Complete human skin epidermis has been successfully grown skin-derived stem cells on laboratory mice. This advance could lead to production of one's own skin (an autologous transplant) without the immediate need to harvest the skin from other areas of the body.


(Complex structure of human epidermis)

Background
Cell therapy for large burns is dependent upon autologous epidermis reconstructed in vitro. However, the effectiveness of current procedures is limited by the delay needed to culture the patient's own keratinocytes. To assess whether the keratinocyte progeny of human embryonic stem cells (hESCs) could be used to form a temporary skin substitute for use in patients awaiting autologous grafts, we investigated the cells' capability of constructing a pluristratified epidermis.

Methods
hESCs from lines H9 and SA01 were seeded at least in triplicate on fibroblast feeder cells for 40 days in a medium supplemented with bone morphogenetic protein 4 and ascorbic acid. Molecular characterisation of cell differentiation was done throughout the process by quantitative PCR, fluorescence-activated cell sorting, and immunocytochemical techniques.

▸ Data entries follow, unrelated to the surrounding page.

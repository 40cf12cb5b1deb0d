//! State management for Areakit views.
//!
//! Views follow the Elm Architecture: `State + Message → (State, Command)`.
//! A view-model owns all of its UI state explicitly; side effects are
//! described as [`Command`]s and executed by the application runtime.
//!
//! # Examples
//!
//! ```
//! use areakit_core::{Command, State};
//! use serde::{Deserialize, Serialize};
//!
//! #[derive(Clone, Default, Serialize, Deserialize)]
//! struct SearchState {
//!     query: String,
//! }
//!
//! enum SearchMessage {
//!     SetQuery(String),
//!     Clear,
//! }
//!
//! impl State for SearchState {
//!     type Message = SearchMessage;
//!
//!     fn update(&mut self, msg: Self::Message) -> Command<Self::Message> {
//!         match msg {
//!             SearchMessage::SetQuery(q) => self.query = q,
//!             SearchMessage::Clear => self.query.clear(),
//!         }
//!         Command::None
//!     }
//! }
//!
//! let mut state = SearchState::default();
//! state.update(SearchMessage::SetQuery("alp".into()));
//! assert_eq!(state.query, "alp");
//! ```

use serde::{Deserialize, Serialize};
use std::time::Duration;

/// View state trait.
pub trait State: Clone + Serialize + for<'de> Deserialize<'de> {
    /// Message type for state updates
    type Message;

    /// Update state in response to a message.
    ///
    /// Returns a command for side effects (clipboard writes, navigation, timers).
    fn update(&mut self, msg: Self::Message) -> Command<Self::Message>;
}

/// Commands for side effects.
#[derive(Debug, PartialEq)]
pub enum Command<M> {
    /// No command
    None,
    /// Execute multiple commands
    Batch(Vec<Command<M>>),
    /// Navigate to a route
    Navigate {
        /// Route path
        route: String,
    },
    /// Write text to the clipboard (best effort, result not reported back)
    CopyToClipboard {
        /// Text to copy
        text: String,
    },
    /// Deliver a message after a delay
    After {
        /// Delay before delivery
        delay: Duration,
        /// Message to deliver
        message: M,
    },
}

impl<M> Default for Command<M> {
    fn default() -> Self {
        Self::None
    }
}

impl<M> Command<M> {
    /// Create a batch of commands, dropping `None`s.
    pub fn batch(commands: impl IntoIterator<Item = Self>) -> Self {
        let commands: Vec<Self> = commands.into_iter().filter(|c| !c.is_none()).collect();
        if commands.is_empty() {
            Self::None
        } else {
            Self::Batch(commands)
        }
    }

    /// Navigation command.
    pub fn navigate(route: impl Into<String>) -> Self {
        Self::Navigate {
            route: route.into(),
        }
    }

    /// Clipboard write command.
    pub fn copy(text: impl Into<String>) -> Self {
        Self::CopyToClipboard { text: text.into() }
    }

    /// Delayed message command.
    pub const fn after(delay: Duration, message: M) -> Self {
        Self::After { delay, message }
    }

    /// Check if this is the none command.
    #[must_use]
    pub const fn is_none(&self) -> bool {
        matches!(self, Self::None)
    }

    /// Map the message type using a function.
    pub fn map<N, F>(self, f: F) -> Command<N>
    where
        F: Fn(M) -> N,
    {
        self.map_inner(&f)
    }

    fn map_inner<N, F>(self, f: &F) -> Command<N>
    where
        F: Fn(M) -> N,
    {
        match self {
            Self::None => Command::None,
            Self::Batch(cmds) => Command::Batch(cmds.into_iter().map(|c| c.map_inner(f)).collect()),
            Self::Navigate { route } => Command::Navigate { route },
            Self::CopyToClipboard { text } => Command::CopyToClipboard { text },
            Self::After { delay, message } => Command::After {
                delay,
                message: f(message),
            },
        }
    }

    /// Flatten nested batches into a list of leaf commands.
    pub fn into_leaves(self) -> Vec<Self> {
        match self {
            Self::None => Vec::new(),
            Self::Batch(cmds) => cmds.into_iter().flat_map(Self::into_leaves).collect(),
            other => vec![other],
        }
    }
}

#[cfg(test)]
mod tests {
    use super::*;

    #[derive(Debug, Clone, PartialEq)]
    enum Inner {
        Tick,
    }

    #[derive(Debug, Clone, PartialEq)]
    enum Outer {
        Wrapped(Inner),
    }

    #[test]
    fn test_command_default_is_none() {
        let cmd: Command<Inner> = Command::default();
        assert!(cmd.is_none());
    }

    #[test]
    fn test_batch_drops_none() {
        let cmd: Command<Inner> = Command::batch([Command::None, Command::None]);
        assert!(cmd.is_none());

        let cmd: Command<Inner> = Command::batch([Command::None, Command::copy("x")]);
        assert_eq!(cmd, Command::Batch(vec![Command::copy("x")]));
    }

    #[test]
    fn test_map_wraps_delayed_messages() {
        let cmd = Command::batch([
            Command::copy("csv"),
            Command::after(Duration::from_millis(1600), Inner::Tick),
            Command::navigate("/qgis-query"),
        ]);
        let mapped = cmd.map(Outer::Wrapped);
        assert_eq!(
            mapped.into_leaves(),
            vec![
                Command::copy("csv"),
                Command::after(Duration::from_millis(1600), Outer::Wrapped(Inner::Tick)),
                Command::navigate("/qgis-query"),
            ]
        );
    }

    #[test]
    fn test_into_leaves_flattens_nested_batches() {
        let cmd: Command<Inner> = Command::Batch(vec![
            Command::Batch(vec![Command::copy("a"), Command::None]),
            Command::copy("b"),
        ]);
        assert_eq!(
            cmd.into_leaves(),
            vec![Command::copy("a"), Command::copy("b")]
        );
    }
}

Keratinocyte molecular differentiation and functional capacity to construct a human epidermis were assessed in vitro and in vivo.

Findings
From hESCs, we generated a homogeneous population of cells that showed phenotypic characteristics of basal keratinocytes. Expression levels of genes encoding keratin 14, keratin 5, integrin α6, integrin β4, collagen VII, and laminin 5 in these cells were similar to those in basal keratinocytes. After seeding on an artificial matrix, keratinocytes derived from hESCs (K-hESCs) formed a pluristratified epidermis. Keratin-14 immunostaining was seen in the basal compartment, with keratin 10 present in layers overlying the basal layer. Involucrin and filaggrin, late markers of epidermal differentiation, were detected in the uppermost layers only. 12 weeks after grafting onto five immunodeficient mice, epidermis derived from K-hESCs had a structure consistent with that of mature human skin. Human involucrin was appropriately located in spinous and granular layers and few Ki67-positive cells were detected in the basal layer.

Interpretation
hESCs can be differentiated into basal keratinocytes that are fully functional—ie, able to construct a pluristratified epidermis. This resource could be developed to provide temporary skin substitutes for patients awaiting autologous grafts.

Artificial skin is a science fiction staple; see the surrogate skin from Robert Heinlein's 1951 novel The Puppet Masters and art-derm from Philip K. Dick's 1961 novel Dr. Futurity and the more functional read-out skin from John Varley's 1992 novel Steel Beach.

Looking for more real-life artificial skin alternatives? I've got you covered:

From The Lancet via medGadget.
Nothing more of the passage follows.